** Opening Extracted material block **

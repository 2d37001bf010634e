//! 专家 Agent 的工具与后端调用封装
//!
//! 每次工具调用：注册表查找 → 带超时执行 → 记录 ToolInvocation 与 ToolCall 事件，并输出 JSON 审计日志。
//! 每次后端调用：失败（不可用 / 限流）后退避重试一次，仍失败则返回错误。
//! 请求级取消后不再发出新的调用，也不再记录事件；已发出的调用照常跑完，结果被丢弃。

use std::sync::Arc;
use std::time::{Duration, Instant};

use serde_json::{json, Value};
use tokio::time::timeout;

use crate::agents::{AgentContext, AgentKind, AgentOutput, AgentResult, ToolInvocation, ToolOutcome};
use crate::core::AgentError;
use crate::llm::Backend;
use crate::observability::{TraceEvent, TraceEventKind, TraceRecorder};
use crate::tools::{ToolError, ToolRegistry};

/// 后端调用最多尝试次数（首次 + 一次重试）
const MAX_BACKEND_ATTEMPTS: u32 = 2;

/// 专家 Agent 共享的外部协作者
pub struct AgentServices {
    pub backend: Arc<dyn Backend>,
    pub tools: Arc<ToolRegistry>,
    pub recorder: Arc<TraceRecorder>,
    pub tool_timeout: Duration,
    pub retry_backoff: Duration,
}

/// 单次 handle 内的调用收集器
pub struct Toolkit<'a> {
    services: &'a AgentServices,
    agent: AgentKind,
    ctx: &'a AgentContext,
    invocations: Vec<ToolInvocation>,
    events: Vec<u64>,
}

impl<'a> Toolkit<'a> {
    pub fn new(services: &'a AgentServices, agent: AgentKind, ctx: &'a AgentContext) -> Self {
        Self {
            services,
            agent,
            ctx,
            invocations: Vec::new(),
            events: Vec::new(),
        }
    }

    fn check_cancelled(&self) -> Result<(), AgentError> {
        if self.ctx.cancel.is_cancelled() {
            Err(AgentError::Cancelled)
        } else {
            Ok(())
        }
    }

    fn trace(&mut self, kind: TraceEventKind, payload: Value) {
        if self.ctx.cancel.is_cancelled() {
            return;
        }
        let event = TraceEvent::new(
            self.ctx.session_id.clone(),
            self.ctx.turn,
            kind,
            self.agent.as_str(),
            payload,
        );
        if let Some(id) = self.services.recorder.record(event) {
            self.events.push(id);
        }
    }

    /// 调用注册表中的工具；未注册的工具只记录 Error 事件，不产生 ToolInvocation
    pub async fn call_tool(&mut self, name: &str, args: Value) -> Result<Value, AgentError> {
        self.check_cancelled()?;
        let services = self.services;
        if !services.tools.contains(name) {
            let err = ToolError::UnknownTool(name.to_string());
            self.trace(
                TraceEventKind::Error,
                json!({ "tool": name, "error": err.to_string() }),
            );
            return Err(err.into());
        }

        let start = Instant::now();
        let preview = args_preview(&args);
        let result = match timeout(services.tool_timeout, services.tools.invoke(name, args.clone())).await {
            Ok(r) => r,
            Err(_) => Err(ToolError::Timeout(name.to_string())),
        };
        let duration_ms = start.elapsed().as_millis() as u64;

        let (ok, outcome) = match &result {
            Ok(_) => (true, "ok"),
            Err(ToolError::Timeout(_)) => (false, "timeout"),
            Err(_) => (false, "error"),
        };
        let audit = json!({
            "event": "tool_audit",
            "agent": self.agent.as_str(),
            "tool": name,
            "ok": ok,
            "outcome": outcome,
            "duration_ms": duration_ms,
            "args_preview": preview,
        });
        tracing::info!(audit = %audit.to_string(), "tool");

        self.check_cancelled()?;
        self.invocations.push(ToolInvocation {
            tool: name.to_string(),
            args,
            outcome: match &result {
                Ok(v) => ToolOutcome::Output(v.clone()),
                Err(e) => ToolOutcome::Error(e.to_string()),
            },
            duration_ms,
        });
        self.trace(
            TraceEventKind::ToolCall,
            json!({
                "tool": name,
                "ok": ok,
                "outcome": outcome,
                "duration_ms": duration_ms,
                "args_preview": preview,
            }),
        );
        result.map_err(AgentError::from)
    }

    /// 调用推理后端；失败后退避重试一次。
    /// 已发出的请求不会被中途取消，完成后若请求已取消则丢弃结果。
    pub async fn generate(&mut self, prompt: &str, context: Value) -> Result<String, AgentError> {
        let services = self.services;
        let backend = services.backend.as_ref();
        let mut attempt = 0;
        loop {
            attempt += 1;
            self.check_cancelled()?;
            let start = Instant::now();
            let result = backend.generate(prompt, &context).await;
            let duration_ms = start.elapsed().as_millis() as u64;
            if self.ctx.cancel.is_cancelled() {
                tracing::debug!(agent = %self.agent, duration_ms, "backend reply after cancellation discarded");
                return Err(AgentError::Cancelled);
            }

            match result {
                Ok(text) => {
                    self.trace(
                        TraceEventKind::ToolCall,
                        json!({
                            "backend": backend.name(),
                            "attempt": attempt,
                            "ok": true,
                            "duration_ms": duration_ms,
                            "prompt_preview": text_preview(prompt),
                        }),
                    );
                    return Ok(text);
                }
                Err(e) => {
                    self.trace(
                        TraceEventKind::Error,
                        json!({
                            "backend": backend.name(),
                            "attempt": attempt,
                            "error": e.to_string(),
                            "duration_ms": duration_ms,
                        }),
                    );
                    if attempt >= MAX_BACKEND_ATTEMPTS {
                        return Err(e.into());
                    }
                    tracing::warn!(
                        agent = %self.agent,
                        error = %e,
                        backoff_ms = services.retry_backoff.as_millis() as u64,
                        "backend call failed, retrying once"
                    );
                    tokio::select! {
                        _ = tokio::time::sleep(services.retry_backoff) => {}
                        _ = self.ctx.cancel.cancelled() => return Err(AgentError::Cancelled),
                    }
                }
            }
        }
    }

    /// 汇总为 AgentResult；错误转成 Failed（取消转成 Timeout）
    pub fn finish(mut self, outcome: Result<AgentOutput, AgentError>) -> AgentResult {
        let mut result = match outcome {
            Ok(output) => {
                let mut result = AgentResult::success(self.agent, output.payload);
                result.scratch_writes = output.scratch_writes;
                result
            }
            Err(AgentError::Cancelled) => AgentResult::timeout(self.agent),
            Err(e) => {
                tracing::warn!(agent = %self.agent, error = %e, "agent failed");
                self.trace(TraceEventKind::Error, json!({ "error": e.to_string() }));
                AgentResult::failed(self.agent, e.to_string())
            }
        };
        result.tool_invocations = self.invocations;
        result.trace_events = self.events;
        result
    }
}

fn args_preview(args: &Value) -> String {
    text_preview(&args.to_string())
}

fn text_preview(s: &str) -> String {
    if s.chars().count() > 200 {
        format!("{}...", s.chars().take(200).collect::<String>())
    } else {
        s.to_string()
    }
}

** Closing Extracted material block **

● **Problem to work on**
Search the data for "AgentError". Copy every line that has it.

● **Reply to the task**
use crate::core::AgentError;
    fn check_cancelled(&self) -> Result<(), AgentError> {
            Err(AgentError::Cancelled)
    pub async fn call_tool(&mut self, name: &str, args: Value) -> Result<Value, AgentError> {
        result.map_err(AgentError::from)
    pub async fn generate(&mut self, prompt: &str, context: Value) -> Result<String, AgentError> {
                return Err(AgentError::Cancelled);
                        _ = self.ctx.cancel.cancelled() => return Err(AgentError::Cancelled),
    pub fn finish(mut self, outcome: Result<AgentOutput, AgentError>) -> AgentResult {
            Err(AgentError::Cancelled) => AgentResult::timeout(self.agent),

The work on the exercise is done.